A three-year-old girl in a cut-down winter coat squeezed through the same hole in the board fence from which the black dog had sprung its ambush. Gravely she toddled up to Dr. Full and inspected him with her dirty forefinger in her mouth. Dr. Full's happiness had been providentially made complete; he had been supplied with an audience.

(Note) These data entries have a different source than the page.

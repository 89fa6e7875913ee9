use cw_core::{ClientMessage, ServerMessage};
use std::{
    fmt,
    sync::{
        atomic::{AtomicBool, Ordering},
        Arc, Mutex, Weak,
    },
};
use tokio::{
    sync::{mpsc, oneshot},
    task::JoinHandle,
};
use tracing::{debug, info, warn};
use url::Url;

use crate::collaborators::{Connection, Host};
use crate::onboarding::Onboarding;
use crate::prefs::Preferences;
use crate::resolver::ProjectResolver;
use crate::transport::{SocketIoTransport, Transport, TransportEvent, TransportOptions};
use crate::ChannelError;

/// Why a pending handshake did not complete.
#[derive(Debug, Clone)]
enum AuthFailure {
    Rejected(String),
    Interrupted,
}

type AuthWaiter = oneshot::Sender<Result<(), AuthFailure>>;

/// Channel endpoint for `namespace` under the connection's base url.
pub fn channel_uri(base: &Url, namespace: &str) -> Result<Url, ChannelError> {
    if namespace.starts_with('/') {
        return Err(ChannelError::InvalidNamespace(namespace.to_string()));
    }
    if namespace.is_empty() {
        return Ok(base.clone());
    }
    let mut base = base.clone();
    if !base.path().ends_with('/') {
        let path = format!("{}/", base.path());
        base.set_path(&path);
    }
    base.join(namespace)
        .map_err(|err| ChannelError::InvalidUrl(err.to_string()))
}

/// Per-connection realtime channel. Receives control-plane events and
/// routes them to the project they name.
pub struct EventChannel {
    uri: Url,
    pub(crate) connection: Arc<dyn Connection>,
    transport: Arc<dyn Transport>,
    pub(crate) host: Arc<dyn Host>,
    pub(crate) resolver: ProjectResolver,
    pub(crate) onboarding: Onboarding,
    connected: AtomicBool,
    authorized: AtomicBool,
    disposed: AtomicBool,
    auth_waiters: Mutex<Vec<AuthWaiter>>,
    pump: Mutex<Option<JoinHandle<()>>>,
}

impl EventChannel {
    /// Opens a Socket.IO transport for the connection and starts the event pump.
    pub fn open(
        connection: Arc<dyn Connection>,
        namespace: &str,
        host: Arc<dyn Host>,
        prefs: Preferences,
        options: TransportOptions,
    ) -> Result<Arc<Self>, ChannelError> {
        let uri = channel_uri(connection.url(), namespace)?;
        info!("creating event channel @ {uri}");
        let (transport, events) = SocketIoTransport::connect(&uri, options)?;
        let channel = Self::with_transport(connection, uri, Arc::new(transport), host, prefs);
        channel.spawn_pump(events);
        Ok(channel)
    }

    /// Builds a channel around an existing transport. Events are delivered
    /// through [`EventChannel::on_transport_event`] or a receiver handed to
    /// [`EventChannel::spawn_pump`].
    pub fn with_transport(
        connection: Arc<dyn Connection>,
        uri: Url,
        transport: Arc<dyn Transport>,
        host: Arc<dyn Host>,
        prefs: Preferences,
    ) -> Arc<Self> {
        let trusted = !connection.is_remote();
        if trusted {
            debug!("{uri} is local, skipping socket authentication");
        }
        Arc::new(Self {
            uri,
            resolver: ProjectResolver::new(Arc::clone(&connection)),
            onboarding: Onboarding::new(Arc::clone(&host), prefs),
            connection,
            transport,
            host,
            connected: AtomicBool::new(false),
            authorized: AtomicBool::new(trusted),
            disposed: AtomicBool::new(false),
            auth_waiters: Mutex::new(Vec::new()),
            pump: Mutex::new(None),
        })
    }

    pub fn spawn_pump(self: &Arc<Self>, mut events: mpsc::Receiver<TransportEvent>) {
        let weak: Weak<Self> = Arc::downgrade(self);
        let task = tokio::spawn(async move {
            while let Some(event) = events.recv().await {
                let Some(channel) = weak.upgrade() else {
                    break;
                };
                channel.on_transport_event(event);
            }
        });
        let previous = self
            .pump
            .lock()
            .unwrap_or_else(|err| err.into_inner())
            .replace(task);
        if let Some(previous) = previous {
            previous.abort();
        }
    }

    pub fn on_transport_event(self: &Arc<Self>, event: TransportEvent) {
        if self.is_disposed() {
            return;
        }
        match event {
            TransportEvent::Connected => {
                info!("event channel connected @ {}", self.uri);
                self.connected.store(true, Ordering::SeqCst);
                self.connection.on_connect();
            }
            TransportEvent::Disconnected => {
                info!("event channel disconnected @ {}", self.uri);
                self.connected.store(false, Ordering::SeqCst);
                if self.connection.is_remote() {
                    self.authorized.store(false, Ordering::SeqCst);
                    self.settle_auth(Err(AuthFailure::Interrupted));
                }
                self.connection.on_disconnect();
            }
            TransportEvent::Message(ServerMessage::Authenticated) => {
                info!("event channel authenticated @ {}", self.uri);
                self.authorized.store(true, Ordering::SeqCst);
                self.settle_auth(Ok(()));
            }
            TransportEvent::Message(ServerMessage::Unauthorized { message }) => {
                warn!("event channel unauthorized @ {}: {message}", self.uri);
                if self.connection.is_remote() {
                    self.authorized.store(false, Ordering::SeqCst);
                }
                self.settle_auth(Err(AuthFailure::Rejected(message)));
            }
            TransportEvent::Message(ServerMessage::Event(event)) => {
                let channel = Arc::clone(self);
                tokio::spawn(async move {
                    channel.handle_event(event).await;
                });
            }
        }
    }

    /// Sends the token and waits for the server's verdict. There is no
    /// deadline; a disconnect or dispose fails any pending call.
    pub async fn authenticate(&self, token: &str) -> Result<(), ChannelError> {
        if self.is_disposed() {
            return Err(ChannelError::Disposed);
        }
        debug!("authenticating event channel @ {}", self.uri);
        let (tx, rx) = oneshot::channel();
        self.auth_waiters
            .lock()
            .unwrap_or_else(|err| err.into_inner())
            .push(tx);
        self.transport.emit(ClientMessage::Authentication {
            token: token.to_string(),
        })?;
        match rx.await {
            Ok(Ok(())) => Ok(()),
            Ok(Err(AuthFailure::Rejected(message))) => Err(ChannelError::Unauthorized(message)),
            Ok(Err(AuthFailure::Interrupted)) => Err(ChannelError::Disconnected),
            Err(_) => Err(ChannelError::Disposed),
        }
    }

    pub fn dispose(&self) {
        if self.disposed.swap(true, Ordering::SeqCst) {
            return;
        }
        info!("disposing event channel @ {}", self.uri);
        self.connected.store(false, Ordering::SeqCst);
        self.connection.on_disconnect();
        self.transport.close();
        if let Some(pump) = self
            .pump
            .lock()
            .unwrap_or_else(|err| err.into_inner())
            .take()
        {
            pump.abort();
        }
        self.auth_waiters
            .lock()
            .unwrap_or_else(|err| err.into_inner())
            .clear();
    }

    pub fn uri(&self) -> &Url {
        &self.uri
    }

    pub fn is_connected(&self) -> bool {
        self.connected.load(Ordering::SeqCst)
    }

    pub fn is_authorized(&self) -> bool {
        self.authorized.load(Ordering::SeqCst)
    }

    /// Connected and, for remote connections, authenticated.
    pub fn is_ready(&self) -> bool {
        self.is_connected() && self.is_authorized()
    }

    pub fn is_disposed(&self) -> bool {
        self.disposed.load(Ordering::SeqCst)
    }

    fn settle_auth(&self, outcome: Result<(), AuthFailure>) {
        let waiters: Vec<AuthWaiter> = self
            .auth_waiters
            .lock()
            .unwrap_or_else(|err| err.into_inner())
            .drain(..)
            .collect();
        for waiter in waiters {
            let _ = waiter.send(outcome.clone());
        }
    }
}

impl fmt::Display for EventChannel {
    fn fmt(&self, f: &mut fmt::Formatter<'_>) -> fmt::Result {
        write!(f, "EventChannel @ {}", self.uri)
    }
}

#[cfg(test)]
mod tests {
    use super::*;

    #[test]
    fn channel_uri_appends_namespace() {
        let base = Url::parse("http://localhost:9090").expect("url");
        let uri = channel_uri(&base, "default").expect("uri");
        assert_eq!(uri.as_str(), "http://localhost:9090/default");
    }

    #[test]
    fn channel_uri_keeps_base_path() {
        let base = Url::parse("https://gateway.example.com/cw/tenant").expect("url");
        let uri = channel_uri(&base, "default").expect("uri");
        assert_eq!(uri.as_str(), "https://gateway.example.com/cw/tenant/default");
    }

    #[test]
    fn channel_uri_empty_namespace_is_base() {
        let base = Url::parse("http://localhost:9090/").expect("url");
        assert_eq!(channel_uri(&base, "").expect("uri"), base);
    }

    #[test]
    fn channel_uri_rejects_leading_slash() {
        let base = Url::parse("http://localhost:9090/").expect("url");
        assert!(matches!(
            channel_uri(&base, "/default"),
            Err(ChannelError::InvalidNamespace(ns)) if ns == "/default"
        ));
    }
}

"Ah, my dear," he said hoarsely. And then: "Preposterous accusation. 'If that's what you call evidence,' I should have told them, 'you better stick to your doctoring.' I should have told them: 'I was here before your County Medical Society. And the License Commissioner never proved a thing on me. So gennulmen, doesn't it stand to reason? I appeal to you as fellow members of a great profession?'
The little girl bored, moved away, picking up one of the triangular pieces of glass to play with as she left. Dr. Full forgot her immediately, and continued to himself earnestly: "But so help me, they couldn't prove a thing. Hasn't a man got any rights?" He brooded over the question, of whose answer he was so sure, but on which the Committee on Ethics of the County Medical Society had been equally certain. The winter was creeping into his bones again, and he had no money and no more wine.